* **Activity**
Scan the data. Collect each line that contains the word "String".

* **Saved entries**
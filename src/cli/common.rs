//! Common utilities for CLI commands

use anyhow::Result;
use colored::Colorize;
use std::io::{self, Write};
use tokio::io::{AsyncBufReadExt, BufReader};
use tracing::warn;

use crate::config::{ConfigLocations, ConfigStore};
use crate::mcp::{ConnectionStatus, Scope, VerificationResult};
use crate::process::ExternalProcessGateway;
use crate::registry::{Registry, RegistryClient};
use crate::utils::progress::{ProgressBar, spinner_with_message};

/// Everything a command needs besides its own arguments.
pub struct CommandContext {
    /// The effective BWC config
    pub store: ConfigStore,
    /// External tools
    pub gateway: ExternalProcessGateway,
    /// Hide spinners
    pub no_progress: bool,
}

impl CommandContext {
    /// Context for a real invocation, reading the environment.
    pub fn from_env(force_user: bool, no_progress: bool) -> Result<Self> {
        let locations = ConfigLocations::from_env(force_user)?;
        let gateway = ExternalProcessGateway::system(&locations.home);
        Ok(Self::new(ConfigStore::new(locations), gateway, no_progress))
    }

    /// Context from explicit parts.
    #[must_use]
    pub const fn new(store: ConfigStore, gateway: ExternalProcessGateway, no_progress: bool) -> Self {
        Self {
            store,
            gateway,
            no_progress,
        }
    }

    /// A spinner honouring `--no-progress`.
    #[must_use]
    pub fn spinner(&self, msg: impl Into<String>) -> ProgressBar {
        spinner_with_message(msg, self.no_progress)
    }

    /// Client for the configured registry.
    pub async fn registry_client(&mut self) -> Result<RegistryClient> {
        let url = self.store.load().await?.config.registry.clone();
        RegistryClient::new(&url)
    }

    /// Fetches the configured registry behind a spinner.
    pub async fn fetch_registry(&mut self) -> Result<(RegistryClient, Registry)> {
        let client = self.registry_client().await?;
        let spinner = self.spinner(format!("Fetching registry from {}", client.url()));
        let result = client.fetch().await;
        spinner.finish_and_clear();
        Ok((client, result?))
    }
}

/// Parses `--scope`; done before anything touches disk, network or processes.
pub fn parse_scope(raw: Option<&str>) -> Result<Option<Scope>> {
    Ok(raw.map(str::parse::<Scope>).transpose()?)
}

/// Asks a y/N question on stdin. Anything but `y`/`yes` is no.
pub async fn confirm(prompt: &str) -> Result<bool> {
    print!("{} ", format!("{prompt} [y/N]:").yellow());
    io::stdout().flush()?;

    let mut reader = BufReader::new(tokio::io::stdin());
    let mut response = String::new();
    reader.read_line(&mut response).await?;
    let response = response.trim().to_lowercase();
    Ok(response == "y" || response == "yes")
}

/// Prints one line per batch item failure and keeps the first error.
pub fn record_failure(first: &mut Option<anyhow::Error>, name: &str, error: anyhow::Error) {
    eprintln!("{} {name}: {error:#}", "✗".red());
    warn!("'{name}' failed: {error:#}");
    if first.is_none() {
        *first = Some(error);
    }
}

/// Prints verification results with their fix commands.
pub fn print_verification_results(results: &[VerificationResult]) {
    if results.is_empty() {
        println!("No MCP servers to verify.");
        return;
    }

    for result in results {
        let status = match (result.actually_installed, result.connection_status) {
            (true, ConnectionStatus::Connected) => "✓".green(),
            (true, _) => "⚠".yellow(),
            (false, _) => "✗".red(),
        };
        println!(
            "{status} {} ({}, {}, {}) - {}",
            result.name.bold(),
            result.provider,
            result.transport,
            result.scope,
            result.connection_status
        );
        if let Some(error) = &result.verification_error {
            println!("    {}", error.dimmed());
        }
        if !result.fix_commands.is_empty() {
            println!("    {}", "To fix:".cyan());
            for command in &result.fix_commands {
                println!("      {command}");
            }
        }
    }
}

* **Result of the exercise**
    pub fn spinner(&self, msg: impl Into<String>) -> ProgressBar {
    let mut response = String::new();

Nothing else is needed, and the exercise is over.